## YOUR TASK
Return verbatim all lines from the first one in the records to the line with "use std::time::Duration;", both ends kept.

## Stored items
====================
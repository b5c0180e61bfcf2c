// ABOUTME: Integration tests for the endpoint registry.
// ABOUTME: Registration order, fan-out failure isolation, timeouts, and container auto-detection.

mod support;

use dockfleet::config::{EndpointConfig, Scheme, TlsMaterial};
use dockfleet::endpoint::ErrorKind;
use dockfleet::engine::EngineError;
use dockfleet::registry::{EndpointRegistry, RegistryOptions};
use std::sync::Arc;
use std::time::Duration;
use support::{MockEngine, mock_endpoint};

fn registry_with(endpoints: Vec<(&str, MockEngine)>) -> EndpointRegistry {
    let registry = EndpointRegistry::default();
    for (name, engine) in endpoints {
        registry.insert(mock_endpoint(name, engine).0);
    }
    registry
}

fn refused() -> EngineError {
    EngineError::Transport("connection refused".to_string())
}

// =============================================================================
// Membership
// =============================================================================

mod membership {
    use super::*;

    #[test]
    fn names_follow_registration_order() {
        let registry = registry_with(vec![
            ("prod", MockEngine::new()),
            ("staging", MockEngine::new()),
            ("edge", MockEngine::new()),
        ]);

        assert_eq!(registry.names(), vec!["prod", "staging", "edge"]);
        assert_eq!(registry.len(), 3);

        assert!(registry.remove("staging"));
        assert!(!registry.remove("staging"));
        assert_eq!(registry.names(), vec!["prod", "edge"]);
    }

    #[tokio::test]
    async fn replacing_an_endpoint_keeps_its_position() {
        let registry = registry_with(vec![
            ("prod", MockEngine::new()),
            ("staging", MockEngine::new()),
        ]);

        let (replacement, _) =
            mock_endpoint("prod", MockEngine::new().with_container("c1", "web", true));
        let previous = registry.insert(replacement);

        assert!(previous.is_some());
        assert_eq!(registry.names(), vec!["prod", "staging"]);
        let prod = registry.require("prod").unwrap();
        assert_eq!(prod.list_containers(false).await.unwrap().len(), 1);
    }

    #[test]
    fn unknown_endpoint_is_not_found() {
        let registry = registry_with(vec![("prod", MockEngine::new())]);

        assert!(registry.get("nope").is_none());
        let err = registry.require("nope").unwrap_err();
        assert_eq!(err.kind(), ErrorKind::NotFound);
        assert!(err.to_string().contains("nope"));
    }

    #[test]
    fn empty_registry_reports_no_endpoints() {
        let registry = EndpointRegistry::default();
        assert!(registry.is_empty());
        let err = registry.ensure_not_empty().unwrap_err();
        assert_eq!(err.kind(), ErrorKind::ConfigurationError);
    }

    #[test]
    fn add_rejects_https_without_tls_material() {
        let registry = EndpointRegistry::default();
        let config = EndpointConfig::tcp("secure.internal", 2376)
            .with_name("secure")
            .with_scheme(Scheme::Https);

        let err = registry.add(config).unwrap_err();

        assert_eq!(err.kind(), ErrorKind::ConfigurationError);
        assert!(registry.is_empty());
    }

    #[test]
    fn add_rejects_unreadable_tls_files() {
        let certs = tempfile::tempdir().unwrap();
        let registry = EndpointRegistry::default();
        let config = EndpointConfig::tcp("secure.internal", 2376)
            .with_name("secure")
            .with_tls(TlsMaterial::from_cert_dir(certs.path()));

        let err = registry.add(config).unwrap_err();

        assert_eq!(err.kind(), ErrorKind::ConfigurationError);
        assert!(err.to_string().contains("ca.pem"), "{err}");
        assert!(registry.is_empty());
    }

    #[test]
    fn add_rejects_tls_material_over_plain_http() {
        let certs = tempfile::tempdir().unwrap();
        let registry = EndpointRegistry::default();
        let config = EndpointConfig::tcp("secure.internal", 2376)
            .with_name("secure")
            .with_tls(TlsMaterial::from_cert_dir(certs.path()))
            .with_scheme(Scheme::Http);

        let err = registry.add(config).unwrap_err();

        assert_eq!(err.kind(), ErrorKind::ConfigurationError);
        assert!(err.to_string().contains("scheme is http"), "{err}");
        assert!(registry.is_empty());
    }

    #[tokio::test]
    async fn add_registers_under_the_derived_name() {
        let registry = EndpointRegistry::default();
        let name = registry
            .add(EndpointConfig::tcp("10.0.0.5", 2375))
            .unwrap();

        assert_eq!(name, "10.0.0.5");
        assert_eq!(registry.names(), vec!["10.0.0.5"]);
    }
}

// =============================================================================
// Fan-out
// =============================================================================

mod fan_out {
    use super::*;

    #[tokio::test]
    async fn failing_endpoint_does_not_hide_the_others() {
        support::init_tracing();
        let registry = registry_with(vec![
            ("prod", MockEngine::new().with_container("a1", "web", true)),
            ("broken", MockEngine::new().failing(refused())),
            ("staging", MockEngine::new().with_container("b1", "db", true)),
        ]);

        let result = registry.list_all_containers(false).await;

        let names: Vec<_> = result.items.iter().map(|c| c.name.as_str()).collect();
        assert_eq!(names, vec!["web", "db"]);
        assert_eq!(result.items[0].endpoint.as_deref(), Some("prod"));
        assert_eq!(result.items[1].endpoint.as_deref(), Some("staging"));

        assert_eq!(
            result.diagnostics.failed_endpoints().collect::<Vec<_>>(),
            vec!["broken"]
        );
        assert_eq!(
            result.diagnostics.failures()[0].kind,
            ErrorKind::TransportFailure
        );
    }

    #[tokio::test]
    async fn stopped_containers_only_when_asked() {
        let registry = registry_with(vec![(
            "prod",
            MockEngine::new()
                .with_container("a1", "web", true)
                .with_container("a2", "batch", false),
        )]);

        assert_eq!(registry.list_all_containers(false).await.items.len(), 1);
        assert_eq!(registry.list_all_containers(true).await.items.len(), 2);
    }

    #[tokio::test]
    async fn slow_endpoint_times_out_without_blocking_the_rest() {
        let registry = EndpointRegistry::new(RegistryOptions {
            timeout: Duration::from_millis(50),
            ..Default::default()
        });
        registry.insert(
            mock_endpoint("slow", MockEngine::new().slow(Duration::from_secs(30))).0,
        );
        registry.insert(
            mock_endpoint("fast", MockEngine::new().with_container("f1", "api", true)).0,
        );

        let started = tokio::time::Instant::now();
        let result = registry.list_all_containers(true).await;

        assert!(started.elapsed() < Duration::from_secs(5));
        assert_eq!(result.items.len(), 1);
        assert_eq!(result.items[0].endpoint.as_deref(), Some("fast"));

        let failure = &result.diagnostics.failures()[0];
        assert_eq!(failure.endpoint, "slow");
        assert_eq!(failure.kind, ErrorKind::TransportFailure);
        assert!(failure.message.contains("no response"));
    }

    #[tokio::test]
    async fn removal_during_a_fan_out_keeps_the_running_call() {
        let registry = Arc::new(registry_with(vec![
            (
                "slow",
                MockEngine::new()
                    .with_container("s1", "batch", true)
                    .slow(Duration::from_millis(200)),
            ),
            ("fast", MockEngine::new().with_container("f1", "api", true)),
        ]));

        let listing = tokio::spawn({
            let registry = Arc::clone(&registry);
            async move { registry.list_all_containers(true).await }
        });
        tokio::time::sleep(Duration::from_millis(50)).await;

        assert!(registry.remove("slow"));
        assert_eq!(registry.names(), vec!["fast"]);

        let result = listing.await.unwrap();
        let endpoints: Vec<_> = result
            .items
            .iter()
            .filter_map(|c| c.endpoint.as_deref())
            .collect();
        assert_eq!(endpoints, vec!["slow", "fast"]);
        assert!(!result.diagnostics.has_failures());

        let after = registry.list_all_containers(true).await;
        assert_eq!(after.items.len(), 1);
        assert_eq!(after.items[0].endpoint.as_deref(), Some("fast"));
    }

    #[tokio::test]
    async fn images_are_grouped_by_endpoint() {
        let registry = registry_with(vec![
            ("prod", MockEngine::new().with_image("sha256:aa", "nginx:1.27")),
            ("staging", MockEngine::new()),
            ("broken", MockEngine::new().failing(refused())),
        ]);

        let result = registry.list_all_images().await;

        assert_eq!(
            result.items.keys().collect::<Vec<_>>(),
            vec!["prod", "staging"]
        );
        assert_eq!(result.items["prod"].len(), 1);
        assert!(result.items["staging"].is_empty());
        assert!(result.diagnostics.has_failures());
    }

    #[tokio::test]
    async fn networks_and_volumes_fan_out() {
        let registry =
            registry_with(vec![("prod", MockEngine::new()), ("edge", MockEngine::new())]);

        let networks = registry.list_all_networks().await;
        assert_eq!(networks.items.len(), 2);
        assert_eq!(networks.items["edge"][0]["Name"], "bridge");

        let volumes = registry.list_all_volumes().await;
        assert_eq!(volumes.items.len(), 2);
        assert!(!volumes.diagnostics.has_failures());
    }

    #[tokio::test]
    async fn status_reports_versions_of_reachable_endpoints() {
        let registry = registry_with(vec![
            ("prod", MockEngine::new()),
            ("broken", MockEngine::new().failing(refused())),
        ]);

        let status = registry.status().await;

        assert_eq!(status.items.len(), 1);
        assert_eq!(status.items[0].name, "prod");
        assert_eq!(status.items[0].target, "http://prod.internal:2375");
        assert_eq!(status.items[0].version.api_version, "1.47");
        assert_eq!(
            status.diagnostics.failed_endpoints().collect::<Vec<_>>(),
            vec!["broken"]
        );
    }

    #[tokio::test]
    async fn empty_registry_yields_empty_results() {
        let registry = EndpointRegistry::default();
        let result = registry.list_all_containers(true).await;
        assert!(result.items.is_empty());
        assert!(!result.diagnostics.has_failures());
    }
}

// =============================================================================
// Auto-detection
// =============================================================================

mod auto_detect {
    use super::*;

    #[tokio::test]
    async fn first_registered_match_wins() {
        let registry = registry_with(vec![
            ("prod", MockEngine::new().with_container("p1", "web", true)),
            ("staging", MockEngine::new().with_container("s1", "web", true)),
        ]);

        let found = registry.find_container("web").await.unwrap();
        assert_eq!(found.name(), "prod");

        let found = registry.find_container("s1").await.unwrap();
        assert_eq!(found.name(), "staging");
    }

    #[tokio::test]
    async fn stopped_containers_are_found() {
        let registry = registry_with(vec![(
            "prod",
            MockEngine::new().with_container("p1", "batch", false),
        )]);

        assert!(registry.find_container("batch").await.is_some());
    }

    #[tokio::test]
    async fn failing_endpoints_are_skipped() {
        let registry = registry_with(vec![
            ("broken", MockEngine::new().failing(refused())),
            ("staging", MockEngine::new().with_container("s1", "web", true)),
        ]);

        let found = registry.find_container("web").await.unwrap();
        assert_eq!(found.name(), "staging");
    }

    #[tokio::test]
    async fn missing_container_is_not_found() {
        let registry = registry_with(vec![("prod", MockEngine::new())]);

        assert!(registry.find_container("ghost").await.is_none());
        let err = registry.resolve(None, "ghost").await.unwrap_err();
        assert_eq!(err.kind(), ErrorKind::NotFound);
        assert!(err.to_string().contains("ghost"));
    }

    #[tokio::test]
    async fn explicit_endpoint_skips_the_search() {
        let (prod, prod_engine) = mock_endpoint("prod", MockEngine::new());
        let (staging, _) = mock_endpoint("staging", MockEngine::new());
        let registry = EndpointRegistry::default();
        registry.insert(prod);
        registry.insert(staging);

        let endpoint = registry.resolve(Some("staging"), "web").await.unwrap();

        assert_eq!(endpoint.name(), "staging");
        assert!(prod_engine.calls().is_empty());

        let err = registry.resolve(Some("nope"), "web").await.unwrap_err();
        assert_eq!(err.kind(), ErrorKind::NotFound);
    }
}
// ABOUTME: Runtime info trait for engine clients.
// ABOUTME: Connectivity check that also reports the engine version.

use crate::engine::error::EngineError;
use crate::engine::types::EngineVersion;
use async_trait::async_trait;

#[async_trait]
pub trait RuntimeInfo: Send + Sync {
    /// Check connectivity and report the engine version.
    async fn ping(&self) -> Result<EngineVersion, EngineError>;
}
====================
## RESULT FOR THIS TASK
repository b5c0180e61bfcf2c
// ABOUTME: Integration tests for the endpoint registry.
// ABOUTME: Registration order, fan-out failure isolation, timeouts, and container auto-detection.

mod support;

use dockfleet::config::{EndpointConfig, Scheme, TlsMaterial};
use dockfleet::endpoint::ErrorKind;
use dockfleet::engine::EngineError;
use dockfleet::registry::{EndpointRegistry, RegistryOptions};
use std::sync::Arc;
use std::time::Duration;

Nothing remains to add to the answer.